Math Distributions Article

# Probability Plot

A P-P, or probability plot, is a type of visualization to help us visually and subjectively assess if a set of data is similar to a theoretical distribution such as normal or exponential. We can also see what data points may violate or be outside the compared distribution.

### Import Modules

```import pandas as pd
import seaborn as sns
import scipy.stats as stats
import warnings
import numpy as np
import matplotlib.pyplot as plt
% matplotlib inline
```

I turn warnings off in this post because of an issue in Scipy that will be fixed in a later version.

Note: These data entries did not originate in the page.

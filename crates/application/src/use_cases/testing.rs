//! In-memory port implementations shared by the use case tests.

#![allow(clippy::unwrap_used, clippy::expect_used, clippy::panic)]

use std::collections::HashMap;
use std::path::{Path, PathBuf};
use std::sync::{Arc, Mutex};

use async_trait::async_trait;
use chrono::{DateTime, TimeZone, Utc};
use substvar_domain::variable::Profile;
use substvar_domain::{PropertyMap, TrustConfig};
use url::Url;

use crate::ports::{
    Clock, FileSystem, FileSystemError, ProfileError, ProfileRepository, PropertiesError,
    PropertiesRepository, RemoteFetchError, RemoteFetcher,
};

#[derive(Debug, Clone, Default)]
pub struct MemoryFileSystem {
    files: Arc<Mutex<HashMap<PathBuf, Vec<u8>>>>,
}

impl MemoryFileSystem {
    pub fn new() -> Self {
        Self::default()
    }

    pub fn insert(&self, path: impl Into<PathBuf>, contents: &str) {
        self.files
            .lock()
            .expect("Lock poisoned")
            .insert(path.into(), contents.as_bytes().to_vec());
    }

    pub fn contents(&self, path: impl AsRef<Path>) -> Option<String> {
        self.files
            .lock()
            .expect("Lock poisoned")
            .get(path.as_ref())
            .map(|bytes| String::from_utf8_lossy(bytes).into_owned())
    }

    pub fn exists_sync(&self, path: impl AsRef<Path>) -> bool {
        self.files
            .lock()
            .expect("Lock poisoned")
            .contains_key(path.as_ref())
    }
}

impl FileSystem for MemoryFileSystem {
    async fn read_file(&self, path: &Path) -> Result<Vec<u8>, FileSystemError> {
        self.files
            .lock()
            .expect("Lock poisoned")
            .get(path)
            .cloned()
            .ok_or_else(|| FileSystemError::NotFound(path.to_path_buf()))
    }

    async fn write_file(&self, path: &Path, contents: &[u8]) -> Result<(), FileSystemError> {
        self.files
            .lock()
            .expect("Lock poisoned")
            .insert(path.to_path_buf(), contents.to_vec());
        Ok(())
    }

    async fn create_dir_all(&self, _path: &Path) -> Result<(), FileSystemError> {
        Ok(())
    }

    async fn exists(&self, path: &Path) -> bool {
        self.exists_sync(path)
    }

    async fn is_file(&self, path: &Path) -> bool {
        self.exists_sync(path)
    }
}

/// Reads and writes plain `key=value` lines on top of a [`MemoryFileSystem`].
#[derive(Debug, Clone)]
pub struct MemoryPropertiesRepository {
    fs: MemoryFileSystem,
}

impl MemoryPropertiesRepository {
    pub const fn new(fs: MemoryFileSystem) -> Self {
        Self { fs }
    }
}

#[async_trait]
impl PropertiesRepository for MemoryPropertiesRepository {
    async fn load(&self, path: &Path) -> Result<HashMap<String, String>, PropertiesError> {
        let text = self
            .fs
            .contents(path)
            .ok_or_else(|| PropertiesError::NotFound(path.to_path_buf()))?;

        let properties = java_properties::read(text.as_bytes()).map_err(|e| PropertiesError::Format {
            path: path.to_path_buf(),
            reason: e.to_string(),
        })?;
        Ok(properties)
    }

    async fn save(
        &self,
        path: &Path,
        properties: &PropertyMap,
        comments: &[String],
    ) -> Result<(), PropertiesError> {
        let mut text = String::new();
        for comment in comments {
            text.push_str(&format!("#{comment}\n"));
        }
        for (key, value) in properties {
            text.push_str(&format!("{key}={value}\n"));
        }
        self.fs.insert(path, &text);
        Ok(())
    }

    async fn exists(&self, path: &Path) -> bool {
        self.fs.exists_sync(path)
    }
}

#[derive(Debug, Clone, Default)]
pub struct MemoryProfileRepository {
    profiles: Arc<Mutex<HashMap<PathBuf, Profile>>>,
}

impl MemoryProfileRepository {
    pub fn new() -> Self {
        Self::default()
    }

    pub fn insert(&self, path: impl Into<PathBuf>, profile: Profile) {
        self.profiles
            .lock()
            .expect("Lock poisoned")
            .insert(path.into(), profile);
    }

    pub fn get(&self, path: impl AsRef<Path>) -> Option<Profile> {
        self.profiles
            .lock()
            .expect("Lock poisoned")
            .get(path.as_ref())
            .cloned()
    }
}

#[async_trait]
impl ProfileRepository for MemoryProfileRepository {
    async fn load(&self, path: &Path) -> Result<Profile, ProfileError> {
        self.get(path)
            .ok_or_else(|| ProfileError::NotFound(path.to_path_buf()))
    }

    async fn save(&self, path: &Path, profile: &Profile) -> Result<(), ProfileError> {
        self.insert(path, profile.clone());
        Ok(())
    }

    async fn exists(&self, path: &Path) -> bool {
        self.get(path).is_some()
    }
}

/// Serves a fixed body for every URL, or fails every request.
#[derive(Debug, Clone)]
pub struct StubFetcher {
    body: Option<String>,
}

impl StubFetcher {
    pub fn serving(body: &str) -> Self {
        Self {
            body: Some(body.to_string()),
        }
    }

    pub const fn failing() -> Self {
        Self { body: None }
    }
}

#[async_trait]
impl RemoteFetcher for StubFetcher {
    async fn fetch(&self, url: &Url, _trust: &TrustConfig) -> Result<Vec<u8>, RemoteFetchError> {
        self.body
            .as_ref()
            .map(|body| body.as_bytes().to_vec())
            .ok_or_else(|| RemoteFetchError::Request {
                url: url.to_string(),
                reason: "connection refused".to_string(),
            })
    }
}

#[derive(Debug, Clone, Copy)]
pub struct FixedClock(pub DateTime<Utc>);

impl FixedClock {
    pub fn new() -> Self {
        Self(Utc.with_ymd_and_hms(2024, 5, 17, 9, 30, 0).unwrap())
    }
}

impl Clock for FixedClock {
    fn now(&self) -> DateTime<Utc> {
        self.0
    }
}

```warnings.filterwarnings('ignore')
```

Visualization styling code

```sns.set(rc={'figure.figsize':(12.5, 9.5)})
sns.set_context('talk')
```

### Generate Data

Using the `numpy` package's `random` module, we can call the `normal()` method to create a list of values with a fairly normal distribution by setting the following arguments:

• `loc` as the mean of the distribution
• `scale` as the standard deviation of the distribution
• `size` as number of samples

I set a mean of `0`, a standard deviation of `10` and create `1200` data points.

```np.random.seed(4) # seed random number generator with fixed value so we always get same values below
normal_distr_values = list(np.random.normal(loc=0, scale=10, size=1200))
```

### Plot Histogram of `normal_distr_values`

Below is a plot of a histogram of these values that resemble a normal distribution.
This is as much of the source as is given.